1031 Mendota Heights Road
St. Paul, MN 55120
VIA EDGAR
April 8, 2009
Ms. Tia Jenkins
Division of Corporation Finance
U.S. Securities and Exchange Commission
Mail Stop 3561
100 F Street, NE
Washington, DC 20549
Re: | Patterson Companies, Inc. |
Form 10-K for Fiscal Year Ended April 26, 2008
Filed June 25, 2008
Response Letter Dated March 20, 2009
File No. 000-20572
Dear Ms. Jenkins:
We are responding to your letter dated March 26, 2009. Our response follows the comment in your letter, which is presented in bold type.
Management’s Discussion and Analysis of Financial Condition and Results of Operations, page 32
1. | We note from your response to comment 1 in our letter dated February 20, 2009, that you will include a separate-captioned section in the MD&A that references the financial statement footnote on customer financing and include any additional relevant disclosures of your off-balance sheet arrangements in your future 10-K filings. Please provide us with the disclosure you intend to include in your Fiscal 2009 Form 10-K. In your response tell us how you met the disclosure requirements set forth in paragraphs (a)(4) of Item 303 of Regulation S-K. |
We believe that it is important to clarify that we do not have unconsolidated, off-balance sheet entities that issue debt. As we describe in the Notes to the Consolidated Financial Statements, we fully consolidate two special purpose entities that have been established strictly to sell financing contracts we receive from our customers. These special purpose entities serve to provide certain legal protections to the purchasers of the finance contracts should Patterson Companies, Inc. ever become bankrupt while the arrangements are in place. These special purpose entities do not issue debt or guarantee the debt of others.

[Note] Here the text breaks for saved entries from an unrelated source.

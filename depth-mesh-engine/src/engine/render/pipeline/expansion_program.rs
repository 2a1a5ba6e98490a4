use bevy::prelude::*;
use bevy::render::render_resource::PrimitiveTopology;
use constants::render_settings::{BOX_VERTEX_COUNT, DISC_VERTEX_COUNT, QUAD_VERTEX_COUNT};
use serde::{Deserialize, Serialize};

use crate::engine::assets::pipeline_settings::PipelineSettings;

/// The two programs the expansion stage draws with.
#[derive(Debug, Clone, Copy, PartialEq, Eq, Hash)]
pub enum ExpansionProgram {
    /// One point per lattice vertex, no geometry generated.
    PassThrough,
    /// Every lattice point expanded into a [`PrimitiveShape`].
    Expand,
}

impl ExpansionProgram {
    pub fn for_transform(enabled: bool) -> Self {
        if enabled { Self::Expand } else { Self::PassThrough }
    }

    pub fn label(self) -> &'static str {
        match self {
            Self::PassThrough => "pass_through",
            Self::Expand => "expand",
        }
    }

    pub fn topology(self) -> PrimitiveTopology {
        match self {
            Self::PassThrough => PrimitiveTopology::PointList,
            Self::Expand => PrimitiveTopology::TriangleList,
        }
    }
}

/// Geometry generated around each point while expanding.
#[derive(Debug, Clone, Copy, Default, PartialEq, Eq, Hash, Serialize, Deserialize)]
#[serde(rename_all = "snake_case")]
pub enum PrimitiveShape {
    /// Camera-independent quad spanning the point and its right and lower
    /// neighbours. Edge points reuse themselves as the missing neighbour.
    #[default]
    Quad,
    /// Box centred on the point, rotating over time.
    Box,
    /// Flat disc centred on the point.
    Disc,
}

impl PrimitiveShape {
    pub const ALL: [Self; 3] = [Self::Quad, Self::Box, Self::Disc];

    pub fn vertices_per_primitive(self) -> u32 {
        match self {
            Self::Quad => QUAD_VERTEX_COUNT,
            Self::Box => BOX_VERTEX_COUNT,
            Self::Disc => DISC_VERTEX_COUNT,
        }
    }

    pub fn shader_def(self) -> &'static str {
        match self {
            Self::Quad => "SHAPE_QUAD",
            Self::Box => "SHAPE_BOX",
            Self::Disc => "SHAPE_DISC",
        }
    }

    pub fn index(self) -> usize {
        match self {
            Self::Quad => 0,
            Self::Box => 1,
            Self::Disc => 2,
        }
    }

    pub fn next(self) -> Self {
        Self::ALL[(self.index() + 1) % Self::ALL.len()]
    }
}

/// Vertices the draw call issues for `texel_count` lattice points.
pub fn draw_vertex_count(program: ExpansionProgram, shape: PrimitiveShape, texel_count: u32) -> u32 {
    match program {
        ExpansionProgram::PassThrough => texel_count,
        ExpansionProgram::Expand => texel_count.saturating_mul(shape.vertices_per_primitive()),
    }
}

/// Which expansion program the next frame draws with.
///
/// Switching is edge triggered: only a change of the transform flag selects
/// the other program, repeated requests leave the selection untouched.
#[derive(Resource, Debug, Clone, PartialEq)]
pub struct ExpansionSelector {
    program: ExpansionProgram,
}

impl ExpansionSelector {
    pub fn new(transform_enabled: bool) -> Self {
        Self {
            program: ExpansionProgram::for_transform(transform_enabled),
        }
    }

    pub fn program(&self) -> ExpansionProgram {
        self.program
    }

    pub fn transform_enabled(&self) -> bool {
        self.program == ExpansionProgram::Expand
    }

    /// Returns whether the selection changed.
    pub fn set_transform_enabled(&mut self, enabled: bool) -> bool {
        let program = ExpansionProgram::for_transform(enabled);
        if program == self.program {
            return false;
        }
        self.program = program;
        println!("Expansion program: {}", program.label());
        true
    }
}

impl Default for ExpansionSelector {
    fn default() -> Self {
        Self::new(true)
    }
}

pub fn sync_expansion_program(
    settings: Res<PipelineSettings>,
    mut selector: ResMut<ExpansionSelector>,
) {
    let enabled = settings.expansion.transform_enabled;
    if selector.transform_enabled() != enabled {
        selector.set_transform_enabled(enabled);
    }
}

#[cfg(test)]
mod tests {
    use super::*;

    #[test]
    fn vertex_counts_per_shape() {
        assert_eq!(PrimitiveShape::Quad.vertices_per_primitive(), 6);
        assert_eq!(PrimitiveShape::Box.vertices_per_primitive(), 36);
        assert_eq!(PrimitiveShape::Disc.vertices_per_primitive(), 24);
    }

    #[test]
    fn draw_counts_follow_program() {
        assert_eq!(
            draw_vertex_count(ExpansionProgram::PassThrough, PrimitiveShape::Box, 8),
            8
        );
        assert_eq!(
            draw_vertex_count(ExpansionProgram::Expand, PrimitiveShape::Quad, 8),
            48
        );
        assert_eq!(
            draw_vertex_count(ExpansionProgram::Expand, PrimitiveShape::Box, u32::MAX),
            u32::MAX
        );
    }

    #[test]
    fn toggle_is_edge_triggered() {
        let mut selector = ExpansionSelector::new(true);
        assert_eq!(selector.program(), ExpansionProgram::Expand);

        assert!(!selector.set_transform_enabled(true));
        assert!(selector.set_transform_enabled(false));
        assert_eq!(selector.program(), ExpansionProgram::PassThrough);
        assert!(!selector.set_transform_enabled(false));
        assert!(selector.set_transform_enabled(true));
    }

    #[test]
    fn shapes_cycle() {
        assert_eq!(PrimitiveShape::Quad.next(), PrimitiveShape::Box);
        assert_eq!(PrimitiveShape::Disc.next(), PrimitiveShape::Quad);
    }

    #[test]
    fn selector_tracks_settings() {
        let mut settings = PipelineSettings::default();
        settings.expansion.transform_enabled = false;

        let mut app = App::new();
        app.add_plugins(MinimalPlugins)
            .insert_resource(settings)
            .init_resource::<ExpansionSelector>()
            .add_systems(Update, sync_expansion_program);

        app.update();
        assert_eq!(
            app.world().resource::<ExpansionSelector>().program(),
            ExpansionProgram::PassThrough
        );
    }
}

As also explained in the Notes to the Consolidated Financial Statements, the Company provides this financing service as a convenience to our customers. We have no reason to believe that the two groups that currently purchase these finance contracts would not be able or willing to continue the arrangements, nor do we have reason to believe that a disruption in the programs would have a material impact on the financial results, condition or cash flow of the Company. There are currently multiple other sources of funding available to our customers on competitive terms to fulfill their financing needs.
Ms. Tia Jenkins
Re: Patterson Companies, Inc.
April 8, 2009
Page 2
We believe that the detailed discussion that we provide in the eighth paragraph of the Liquidity and Capital Resources section of Management’s Discussion and Analysis of Financial Condition and Results of Operations in conjunction with our Note 6 of the Consolidated Financial Statements addresses the matters required by paragraphs (a)(4)(i)(A) through (D) of Item 303 of Regulation S-K. With respect to Item 303 paragraph (a)(4)(i)(D), we are not aware of a known event, demand, commitment, trend or uncertainty that will result in or is reasonably likely to result in the termination, or material reduction in the availability of funds to the Company under these arrangements.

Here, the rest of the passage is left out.